Hackers Breach Dalai Lama's Government-in-Exile Website
The hack attack on the Dalai Lama's Tibetan government website makes visitors vulnerable to a Java exploit that could allow attackers to take over their PCs. The backdoor is part of a toolchain related to an advanced persistent threat, according to Kaspersky Lab, which discovered the hacking activities. It's not known who is behind the attack, but suspicion rests heavily on the Chinese government.
08/14/13 12:05 PM PT
Hackers have hit the website of the Central Tibetan Administration, the Tibetan government-in-exile established by the Dalai Lama in 1959 after he was forced out of Tibet, according to Kaspersky Lab Senior Security Researcher Kurt Baumgartner.
They installed some code that redirects visitors from Chinese-language websites to a Java exploit that drops a backdoor into their PCs.
The attack exploits an old Java vulnerability. Oracle issued a patch last year, which should have been implemented by CTA's IT staff by now.
Criminals "are still using patched bugs because there are people who fail to update because of various reasons," Bogdan Botezatu, senior e-threat analyst at Bitdefender, told TechNewsWorld. "There are also companies who do not apply updates in a timely fashion ... to assess the impact of the new version within their ecosystems."
The fact that the attack is specifically targeting visitors to the Chinese-language section of the site "implies that perhaps the attacker is fishing for information on Chinese nationals who are attempting to bypass the Great Firewall, or nationals abroad," speculated Richard Henderson, security strategist and threat researcher at Fortinet's FortiGuard Center.
The Central Tibetan Administration, based in Dharamshala, India, did not respond to our request for further details.
More on the Vulnerability
The exploited vulnerability exists in the Java Runtime Component in Oracle Java SE Update 6 and earlier, according to the National Vulnerability Database.
Known as "CVE-2012-4681," it lets remote attackers execute an arbitrary crafted applet that bypasses security restrictions. It was exploited in the wild in August of last year.
"The target likely wasn't worth spending a fresh zero-day exploit on," FortiGuard Labs' Henderson told TechNewsWorld.
What Kaspersky Lab Saw
Only a few visitors' PCs have been attacked so far, Kaspersky's Baumgartner said.
Visitors to the Chinese-language version of the CTA's website are redirected to the Java exploit, which Baumgartner identifies as "YPVo.jar." He named the backdoor, which is hidden in the jar file, the "Trojan.Win32.Swisyn.cyxf."
The backdoor is a part of a toolchain related to an advanced persistent threat, or APT, Baumgartner said.
The payload opens a remote backdoor on infected PCs that lets attackers seize full control over them with privileges inherited from the user, suggested Bitdefender's Botezatu. The backdoor can also be used to install additional software on infected PCs.
"The exploit has been used in a similar manner in the recent past to very good effect," Baumgartner told TechNewsWorld.

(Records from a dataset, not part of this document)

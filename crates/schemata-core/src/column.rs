//! Column definitions

use std::collections::{BTreeMap, BTreeSet};
use std::fmt;

use serde::{Deserialize, Serialize};

use crate::name;
use crate::types::{LogicalType, TypeCatalog};
use crate::Result;

/// Platform option: character set of a textual column (MySQL)
pub const PLATFORM_OPTION_CHARSET: &str = "charset";
/// Platform option: collation of a textual column
pub const PLATFORM_OPTION_COLLATION: &str = "collation";
/// Platform option: store JSON as `JSONB` (PostgreSQL)
pub const PLATFORM_OPTION_JSONB: &str = "jsonb";
/// Custom schema option: inline `CHECK` expression
pub const CUSTOM_OPTION_CHECK: &str = "check";

/// A single table column
///
/// Platform options hold vendor knobs such as charset or collation; custom
/// schema options hold user supplied declaration fragments. Both are plain
/// string maps keyed by the constants in this module.
#[derive(Debug, Clone, PartialEq, Eq, Serialize, Deserialize)]
pub struct Column {
    pub name: String,
    pub logical_type: LogicalType,
    pub length: Option<u32>,
    pub precision: Option<u32>,
    pub scale: Option<u32>,
    pub unsigned: bool,
    pub fixed: bool,
    pub nullable: bool,
    pub default_value: Option<String>,
    pub autoincrement: bool,
    pub comment: Option<String>,
    #[serde(default)]
    pub platform_options: BTreeMap<String, String>,
    #[serde(default)]
    pub custom_schema_options: BTreeMap<String, String>,
}

impl Column {
    /// Creates a nullable column with no length, precision or default
    pub fn new(name: impl Into<String>, logical_type: LogicalType) -> Self {
        Self {
            name: name.into(),
            logical_type,
            length: None,
            precision: None,
            scale: None,
            unsigned: false,
            fixed: false,
            nullable: true,
            default_value: None,
            autoincrement: false,
            comment: None,
            platform_options: BTreeMap::new(),
            custom_schema_options: BTreeMap::new(),
        }
    }

    /// Creates a column from a vendor type name resolved through the catalog
    pub fn from_type_name(
        catalog: &TypeCatalog,
        name: impl Into<String>,
        type_name: &str,
    ) -> Result<Self> {
        Ok(Self::new(name, catalog.resolve(type_name)?))
    }

    /// Normalized (unquoted, lowercased) column name
    pub fn normalized_name(&self) -> String {
        name::normalize(&self.name)
    }

    pub fn with_length(mut self, length: u32) -> Self {
        self.length = Some(length);
        self
    }

    pub fn with_precision(mut self, precision: u32, scale: u32) -> Self {
        self.precision = Some(precision);
        self.scale = Some(scale);
        self
    }

    pub fn unsigned(mut self) -> Self {
        self.unsigned = true;
        self
    }

    pub fn fixed(mut self) -> Self {
        self.fixed = true;
        self
    }

    pub fn not_null(mut self) -> Self {
        self.nullable = false;
        self
    }

    pub fn with_default(mut self, default_value: impl Into<String>) -> Self {
        self.default_value = Some(default_value.into());
        self
    }

    pub fn autoincrement(mut self) -> Self {
        self.autoincrement = true;
        self
    }

    pub fn with_comment(mut self, comment: impl Into<String>) -> Self {
        self.comment = Some(comment.into());
        self
    }

    pub fn with_platform_option(mut self, key: impl Into<String>, value: impl Into<String>) -> Self {
        self.platform_options.insert(key.into(), value.into());
        self
    }

    pub fn with_custom_schema_option(
        mut self,
        key: impl Into<String>,
        value: impl Into<String>,
    ) -> Self {
        self.custom_schema_options.insert(key.into(), value.into());
        self
    }

    /// Comment with the empty string treated as no comment
    pub fn effective_comment(&self) -> Option<&str> {
        self.comment.as_deref().filter(|c| !c.is_empty())
    }

    /// Compares a single property of two columns by its stored value
    pub fn property_differs(&self, property: &ColumnProperty, other: &Column) -> bool {
        match property {
            ColumnProperty::Type => self.logical_type != other.logical_type,
            ColumnProperty::Length => self.length != other.length,
            ColumnProperty::Precision => self.precision != other.precision,
            ColumnProperty::Scale => self.scale != other.scale,
            ColumnProperty::Unsigned => self.unsigned != other.unsigned,
            ColumnProperty::Fixed => self.fixed != other.fixed,
            ColumnProperty::Nullable => self.nullable != other.nullable,
            ColumnProperty::Default => self.default_value != other.default_value,
            ColumnProperty::Autoincrement => self.autoincrement != other.autoincrement,
            ColumnProperty::Comment => self.effective_comment() != other.effective_comment(),
            ColumnProperty::PlatformOption(key) => {
                self.platform_options.get(key) != other.platform_options.get(key)
            }
            ColumnProperty::CustomSchemaOption(key) => {
                self.custom_schema_options.get(key) != other.custom_schema_options.get(key)
            }
        }
    }

    /// Every property that can be compared between `self` and `other`: the
    /// fixed properties plus each option key present on either side. The name
    /// is never included.
    pub fn comparable_properties(&self, other: &Column) -> Vec<ColumnProperty> {
        let mut properties = vec![
            ColumnProperty::Type,
            ColumnProperty::Length,
            ColumnProperty::Precision,
            ColumnProperty::Scale,
            ColumnProperty::Unsigned,
            ColumnProperty::Fixed,
            ColumnProperty::Nullable,
            ColumnProperty::Default,
            ColumnProperty::Autoincrement,
            ColumnProperty::Comment,
        ];
        let platform_keys: BTreeSet<&String> = self
            .platform_options
            .keys()
            .chain(other.platform_options.keys())
            .collect();
        properties.extend(
            platform_keys
                .into_iter()
                .map(|key| ColumnProperty::PlatformOption(key.clone())),
        );
        let custom_keys: BTreeSet<&String> = self
            .custom_schema_options
            .keys()
            .chain(other.custom_schema_options.keys())
            .collect();
        properties.extend(
            custom_keys
                .into_iter()
                .map(|key| ColumnProperty::CustomSchemaOption(key.clone())),
        );
        properties
    }

    /// Returns a copy of `self` where only `property` is taken from `source`.
    ///
    /// Option properties missing from `source` are removed from the copy.
    pub fn with_property_from(&self, property: &ColumnProperty, source: &Column) -> Column {
        let mut probe = self.clone();
        match property {
            ColumnProperty::Type => probe.logical_type = source.logical_type.clone(),
            ColumnProperty::Length => probe.length = source.length,
            ColumnProperty::Precision => probe.precision = source.precision,
            ColumnProperty::Scale => probe.scale = source.scale,
            ColumnProperty::Unsigned => probe.unsigned = source.unsigned,
            ColumnProperty::Fixed => probe.fixed = source.fixed,
            ColumnProperty::Nullable => probe.nullable = source.nullable,
            ColumnProperty::Default => probe.default_value = source.default_value.clone(),
            ColumnProperty::Autoincrement => probe.autoincrement = source.autoincrement,
            ColumnProperty::Comment => probe.comment = source.comment.clone(),
            ColumnProperty::PlatformOption(key) => {
                match source.platform_options.get(key) {
                    Some(value) => probe.platform_options.insert(key.clone(), value.clone()),
                    None => probe.platform_options.remove(key),
                };
            }
            ColumnProperty::CustomSchemaOption(key) => {
                match source.custom_schema_options.get(key) {
                    Some(value) => probe.custom_schema_options.insert(key.clone(), value.clone()),
                    None => probe.custom_schema_options.remove(key),
                };
            }
        }
        probe
    }
}

/// Tag naming one comparable column property
#[derive(Debug, Clone, PartialEq, Eq, Hash, PartialOrd, Ord, Serialize, Deserialize)]
#[serde(rename_all = "snake_case")]
pub enum ColumnProperty {
    Type,
    Length,
    Precision,
    Scale,
    Unsigned,
    Fixed,
    Nullable,
    Default,
    Autoincrement,
    Comment,
    /// A key of [`Column::platform_options`]
    PlatformOption(String),
    /// A key of [`Column::custom_schema_options`]
    CustomSchemaOption(String),
}

impl fmt::Display for ColumnProperty {
    fn fmt(&self, f: &mut fmt::Formatter<'_>) -> fmt::Result {
        match self {
            ColumnProperty::Type => f.write_str("type"),
            ColumnProperty::Length => f.write_str("length"),
            ColumnProperty::Precision => f.write_str("precision"),
            ColumnProperty::Scale => f.write_str("scale"),
            ColumnProperty::Unsigned => f.write_str("unsigned"),
            ColumnProperty::Fixed => f.write_str("fixed"),
            ColumnProperty::Nullable => f.write_str("nullable"),
            ColumnProperty::Default => f.write_str("default"),
            ColumnProperty::Autoincrement => f.write_str("autoincrement"),
            ColumnProperty::Comment => f.write_str("comment"),
            ColumnProperty::PlatformOption(key) => write!(f, "platform_options.{}", key),
            ColumnProperty::CustomSchemaOption(key) => write!(f, "custom_schema_options.{}", key),
        }
    }
}

#[cfg(test)]
mod tests {
    use super::*;

    #[test]
    fn test_builder_defaults() {
        let column = Column::new("email", LogicalType::String);
        assert!(column.nullable);
        assert!(!column.autoincrement);
        assert_eq!(column.length, None);

        let column = column.with_length(120).not_null().with_default("''");
        assert_eq!(column.length, Some(120));
        assert!(!column.nullable);
        assert_eq!(column.default_value.as_deref(), Some("''"));
    }

    #[test]
    fn test_from_type_name_uses_catalog() {
        let catalog = TypeCatalog::standard();
        let column = Column::from_type_name(&catalog, "id", "int8").unwrap();
        assert_eq!(column.logical_type, LogicalType::BigInt);
        assert!(Column::from_type_name(&TypeCatalog::empty(), "id", "int8").is_err());
    }

    #[test]
    fn test_with_property_from_only_touches_one_property() {
        let old = Column::new("price", LogicalType::Decimal)
            .with_precision(10, 2)
            .with_comment("old");
        let new = Column::new("price", LogicalType::Decimal)
            .with_precision(12, 4)
            .with_comment("new");

        let probe = new.with_property_from(&ColumnProperty::Precision, &old);
        assert_eq!(probe.precision, Some(10));
        assert_eq!(probe.scale, Some(4));
        assert_eq!(probe.comment.as_deref(), Some("new"));
    }

    #[test]
    fn test_with_property_from_removes_missing_option() {
        let old = Column::new("name", LogicalType::String);
        let new = Column::new("name", LogicalType::String)
            .with_platform_option(PLATFORM_OPTION_COLLATION, "utf8mb4_bin");

        let probe = new.with_property_from(
            &ColumnProperty::PlatformOption(PLATFORM_OPTION_COLLATION.to_string()),
            &old,
        );
        assert!(probe.platform_options.is_empty());
    }

    #[test]
    fn test_comparable_properties_include_option_keys_from_both_sides() {
        let a = Column::new("a", LogicalType::String).with_platform_option("charset", "utf8");
        let b = Column::new("b", LogicalType::String)
            .with_platform_option("collation", "utf8_bin")
            .with_custom_schema_option(CUSTOM_OPTION_CHECK, "length(b) > 0");

        let properties = a.comparable_properties(&b);
        assert_eq!(properties.len(), 13);
        assert!(properties.contains(&ColumnProperty::PlatformOption("charset".into())));
        assert!(properties.contains(&ColumnProperty::PlatformOption("collation".into())));
        assert!(properties.contains(&ColumnProperty::CustomSchemaOption("check".into())));
        assert!(a.property_differs(&ColumnProperty::PlatformOption("charset".into()), &b));
        assert!(!a.property_differs(&ColumnProperty::Type, &b));
    }

    #[test]
    fn test_comment_empty_and_missing_are_equal() {
        let a = Column::new("a", LogicalType::Text).with_comment("");
        let b = Column::new("a", LogicalType::Text);
        assert!(!a.property_differs(&ColumnProperty::Comment, &b));
    }

    #[test]
    fn test_effective_comment_treats_empty_as_none() {
        assert_eq!(Column::new("a", LogicalType::Text).with_comment("").effective_comment(), None);
        assert_eq!(
            ColumnProperty::PlatformOption("charset".into()).to_string(),
            "platform_options.charset"
        );
    }
}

Attackers have been operating this type of watering hole attack for at least a couple of years. They have also launched spearphishing campaigns against various targets, including Tibetan groups, since about 2011, according to Baumgartner.
Hackers launched Java exploits against Apple using a more recent vulnerability, CVE-2013-2423.
Name That Malware!
Most antivirus vendors detect the backdoor as variants of gaming password stealers, which is "flatly incorrect," Baumgartner pointed out.
That could be because the attacker may have hit gaming systems first.
"Because there is a lot of money to be made in the compromising of online gaming accounts, it's likely the first blips on the radar were due to a large explosion of malware that was crafted to specifically steal online gaming credentials," Fortinet's Henderson commented.
An online games password stealer "does not raise any red flags within an organization," and this lets a high-profile attack fly under the radar and get labeled as a lower class of incident, warned Bitdefender's Botezatu.
"That is the entire philosophy behind a targeted attack. Until the sample is manually investigated, one does not fully understand the impact [it] has on a company or organization," Botezatu concluded.
It is difficult to conclusively state who is behind an APT attack, but "in this case, it's not unreasonable to point the finger at the Chinese government," said Henderson, "as they have a clear motive for doing this."
Beijing reportedly has denied involvement in the attack.